**Directions for this task**
Scan the records for the word "operations". Return each line where it is found.

**Records to process**

use std::time::{Duration, Instant};

use anyhow::Result;
use opentelemetry::{metrics::Histogram, KeyValue};
use opentelemetry_otlp::{MetricExporter, WithExportConfig};
use opentelemetry_sdk::{
    metrics::{PeriodicReader, SdkMeterProvider},
    Resource,
};

pub fn low_latency_boundaries() -> Vec<f64> {
    vec![
        0.0005, 0.001, 0.005, 0.01, 0.05, 0.1, 0.5, 1.0, 5.0, 10.0, 25.0, 50.0, 75.0, 100.0,
    ]
}

/// Installs the global meter provider exporting over OTLP.
///
/// When metrics are disabled the global no-op provider stays in place, so
/// instruments can be created unconditionally.
pub fn init_provider(
    enable_metrics: bool,
    endpoint: Option<&String>,
    interval: Duration,
    instance_id: &str,
    service_version: &str,
) -> Result<Option<SdkMeterProvider>> {
    if !enable_metrics {
        return Ok(None);
    }

    let resource = Resource::builder()
        .with_attribute(KeyValue::new("service.namespace", "chunkstore"))
        .with_attribute(KeyValue::new("service.name", "chunkstore-server"))
        .with_attribute(KeyValue::new(
            "service.version",
            service_version.to_string(),
        ))
        .with_attribute(KeyValue::new(
            "chunkstore.instance.id",
            instance_id.to_string(),
        ))
        .build();

    let mut exporter = MetricExporter::builder().with_tonic();
    if let Some(endpoint) = endpoint {
        exporter = exporter.with_endpoint(endpoint.to_owned());
    }
    let exporter = exporter.build()?;

    let reader = PeriodicReader::builder(exporter)
        .with_interval(interval)
        .build();

    let provider = SdkMeterProvider::builder()
        .with_resource(resource)
        .with_reader(reader)
        .build();

    opentelemetry::global::set_meter_provider(provider.clone());
    tracing::info!(?interval, "metrics export enabled");
    Ok(Some(provider))
}

pub trait TimerUpdate {
    fn add(&self, duration: Duration, labels: &[KeyValue]);
}

impl TimerUpdate for Histogram<f64> {
    fn add(&self, duration: Duration, labels: &[KeyValue]) {
        self.record(duration.as_secs_f64(), labels);
    }
}

/// Records the elapsed time into `metric` when dropped.
pub struct Timer<'a, T: TimerUpdate + Sync> {
    start: Instant,
    metric: &'a T,
    labels: &'a [KeyValue],
}

impl<'a, T: TimerUpdate + Sync> Timer<'a, T> {
    pub fn start(metric: &'a T) -> Self {
        Self::start_with_labels(metric, &[])
    }

    pub fn start_with_labels(metric: &'a T, labels: &'a [KeyValue]) -> Self {
        Self {
            start: Instant::now(),
            metric,
            labels,
        }
    }
}

impl<T: TimerUpdate + Sync> Drop for Timer<'_, T> {
    fn drop(&mut self) {
        self.metric.add(self.start.elapsed(), self.labels);
    }
}

pub mod blob_storage {
    use opentelemetry::metrics::Histogram;

    use crate::low_latency_boundaries;

    #[derive(Debug)]
    pub struct Metrics {
        pub operations: Histogram<f64>,
    }

    impl Default for Metrics {
        fn default() -> Self {
            Self::new()
        }
    }

    impl Metrics {
        pub fn new() -> Metrics {
            let meter = opentelemetry::global::meter("blob-storage");
            let operations = meter
                .f64_histogram("chunkstore.blob_store.operations")
                .with_unit("s")
                .with_boundaries(low_latency_boundaries())
                .with_description("blob store operation latencies in seconds")
                .build();
            Metrics { operations }
        }
    }
}

pub mod upload_stats {
    use opentelemetry::metrics::Counter;

    #[derive(Debug)]
    pub struct Metrics {
        pub chunks_uploaded: Counter<u64>,
        pub chunk_bytes: Counter<u64>,
        pub chunks_rejected: Counter<u64>,
        pub uploads_canceled: Counter<u64>,
        pub objects_deleted: Counter<u64>,
    }

    impl Default for Metrics {
        fn default() -> Self {
            Self::new()
        }
    }

    impl Metrics {
        pub fn new() -> Metrics {
            let meter = opentelemetry::global::meter("service-api");
            let chunks_uploaded = meter
                .u64_counter("chunkstore.chunks_uploaded")
                .with_description("number of chunks committed to the blob store")
                .build();
            let chunk_bytes = meter
                .u64_counter("chunkstore.chunk_bytes")
                .with_description("number of chunk bytes committed to the blob store")
                .build();
            let chunks_rejected = meter
                .u64_counter("chunkstore.chunks_rejected")
                .with_description("number of chunk uploads rejected before the store write")
                .build();
            let uploads_canceled = meter
                .u64_counter("chunkstore.uploads_canceled")
                .with_description("number of uploads canceled and purged")
                .build();
            let objects_deleted = meter
                .u64_counter("chunkstore.objects_deleted")
                .with_description("number of chunk objects deleted")
                .build();
            Metrics {
                chunks_uploaded,
                chunk_bytes,
                chunks_rejected,
                uploads_canceled,
                objects_deleted,
            }
        }
    }
}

**Task output**
        pub operations: Histogram<f64>,
            let operations = meter
                .f64_histogram("chunkstore.blob_store.operations")
            Metrics { operations }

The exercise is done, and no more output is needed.